▶ **Problem description**: Among the entries below, find the lines with the word "payer" and copy them.

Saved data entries
::::::
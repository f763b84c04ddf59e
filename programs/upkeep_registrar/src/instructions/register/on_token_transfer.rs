use anchor_lang::prelude::*;
use anchor_spl::token_interface::{Mint, TokenAccount, TokenInterface};
// Nested accounts need their generated client modules in scope
use crate::instructions::registry_accounts::*;

use super::intake::{process_registration, Intake, IntakePlan};
use crate::{
    constants::VAULT_SEED,
    error::RegistrarError,
    escrow::{inspect_funding_transfer, Escrow},
    state::{AutoApproveAllowlist, Config, TransferCallbackPayload},
};

/// Push path: the funding arrived through a `TransferChecked` into the vault
/// placed immediately before this instruction. `data` is the selector of
/// `register` followed by the encoded `TransferCallbackPayload`.
pub fn on_token_transfer(ctx: Context<OnTokenTransfer>, data: Vec<u8>) -> Result<()> {
    // 0. Find the transfer that funded this call
    let transfer = inspect_funding_transfer(
        &ctx.accounts.ix_sysvar,
        &ctx.accounts.token_program.key(),
        &ctx.accounts.funding_mint.key(),
        &ctx.accounts.vault.key(),
    )?;

    // 1. Decode the payload and bind it to that transfer
    let payload = TransferCallbackPayload::decode(&data)?;
    transfer.verify_against(&payload)?;

    // 2. Screen the request
    let plan = IntakePlan::new(
        &ctx.accounts.config,
        &ctx.accounts.allowlist,
        &payload.params,
        &payload.sender,
    )?;

    let escrow = Escrow::new(
        &ctx.accounts.vault,
        &ctx.accounts.funding_mint,
        &ctx.accounts.config,
        &ctx.accounts.token_program,
    );
    let registry = ctx.accounts.registry.adapter(
        &ctx.accounts.config,
        ctx.accounts.payer.to_account_info(),
        ctx.accounts.system_program.to_account_info(),
    )?;

    process_registration(
        Intake {
            config: &mut ctx.accounts.config,
            pending_request: &ctx.accounts.pending_request,
            escrow,
            registry,
            payer: ctx.accounts.payer.to_account_info(),
            system_program: ctx.accounts.system_program.to_account_info(),
        },
        plan,
        payload.params,
        payload.sender,
    )?;
    Ok(())
}

#[derive(Accounts)]
pub struct OnTokenTransfer<'info> {
    #[account(mut)]
    pub payer: Signer<'info>,

    #[account(
        mut,
        seeds = [Config::PREFIX_SEED],
        bump = config.bump,
    )]
    pub config: Box<Account<'info, Config>>,

    #[account(
        seeds = [AutoApproveAllowlist::PREFIX_SEED],
        bump,
    )]
    pub allowlist: Box<Account<'info, AutoApproveAllowlist>>,

    #[account(address = config.funding_mint @ RegistrarError::InvalidFundingMint)]
    pub funding_mint: Box<InterfaceAccount<'info, Mint>>,

    #[account(
        mut,
        seeds = [VAULT_SEED],
        bump = config.vault_bump,
    )]
    pub vault: Box<InterfaceAccount<'info, TokenAccount>>,

    /// CHECK: PDA of the request commitment, validated in the handler
    #[account(mut)]
    pub pending_request: UncheckedAccount<'info>,

    pub registry: RegistryAccounts<'info>,

    /// CHECK: instructions sysvar
    #[account(address = anchor_lang::solana_program::sysvar::instructions::ID)]
    pub ix_sysvar: UncheckedAccount<'info>,

    pub token_program: Interface<'info, TokenInterface>,

    pub system_program: Program<'info, System>,
}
::::::
▶ **Answer space**:
        ctx.accounts.payer.to_account_info(),
            payer: ctx.accounts.payer.to_account_info(),
    pub payer: Signer<'info>,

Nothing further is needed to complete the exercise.